While these vessels are in front of the Peruvian sea, the fishermen of that country “practically coexist with this Chinese fleet, they work together with them, they get together”, says Pascual Aguilera and “there are hundreds of artisanal fishermen who have seen them fishing within its maritime domain, ”adds Miranda. According to the president of Calamasur, it is estimated that there are 50,000 tons of squid that foreign vessels are illegally sinning within the maritime territory of Peru. “If those 50,000 tons were to enter Peruvian plants, it means 85 million dollars a year and thousands of jobs,” he adds.
To put a stop to this problem – and considering that the South Atlantic countries also face this fleet – Calamasur and the Organization for the Protection of the Resources of the Southwest Atlantic (OPRA), its counterpart in the Atlantic, signed a cooperation agreement to “try to influence the high seas fishing of giant squid”, explains Guillermo Morán, Calamasur representative in Ecuador.
Regional Fisheries Management Organizations (RFMOs) are intergovernmental fisheries organizations with the authority to establish conservation and management measures for high seas fisheries.
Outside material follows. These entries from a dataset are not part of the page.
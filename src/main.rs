//! Civic triage service: binary entrypoint.
//! Boots the Axum HTTP server with the triage engine, shared state and middleware.

use shuttle_axum::ShuttleAxum;

#[shuttle_runtime::main]
async fn axum() -> ShuttleAxum {
    // Load .env in local/dev; no-op in prod environments.
    let _ = dotenvy::dotenv();
    civic_triage::telemetry::init_tracing();

    Ok(civic_triage::app().into())
}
The South Pacific RFMO —which began operating in 2013 and is made up of 15 countries in Asia, Europe, America and Oceania— has concentrated its management efforts on horse mackerel, however, it is she who must also manage the giant squid in high sea.
The Calamasur and OPRA alliance will seek to demand that the South Pacific RFMO establish control and oversight measures for the fleets that catch giant squid in international waters. In this way, they hope to be able to conserve a resource that they currently consider to be being depredated practically without control
What are the measures?
“The main proposal we have for the high seas is the closure of access for squid,” says Miranda. In other words, they will ask the RFMO not to allow the number of vessels that fish for squid in international waters to increase. “We understand that the Chinese fleet has been growing rapidly. We no longer know if there are 500 vessels or more that are fishing on the high seas ”, adds the director of Calamasur.
A second proposal is that foreign vessels have strict satellite control to ensure that they are not fishing illegally in the maritime territory of the countries. Although foreign vessels have a satellite system, “we have realized, thanks to Global Fishing Watch, that they manipulate it,” says Miranda.
For this reason, the president of Calamasur points out that at least Peru – which according to what he states “is the only country in the region that is giving port to these vessels” – should demand a satellite system compatible with the one that the Peruvian authority has so that ships can be permanently monitored. “If they want to use a Peruvian port, Peru can and has the right to demand certain conditions according to the international law of the sea,” says Miranda.
Although Calamasur’s opinion is taken into account when fulfilling an observer role in the RFMO, he does not have the possibility of making formal proposals. That is why its strategy focuses on generating information for governments to intervene and have a greater participation in decision-making. “We want our voice to be transmitted through the States as a formal request,” says Pascual Aguilera, adding that “we need a regional commitment where all coastal countries speak a single language that aims precisely to control this fleet.”
In this sense, “President Moreno’s call for the international community, especially the regional one, to speak out [on what is happening in front of the Galapagos] is one of the things that seems urgent to us,” Miranda points out.
For now, the South Pacific RFMO has unanimously approved the first one related to the giant squid. As of January 1, 2021, observers will begin to be placed on board the vessels to keep a detailed record of activities at sea. Guillermo Morán specifies that it will start with a minimum percentage of boats that will gradually increase so that, finally, all boats can have a scientific observer on board. “The objective is to ensure that the fleets that capture this resource enter into a strict, reliable and transparent order,” Morán says.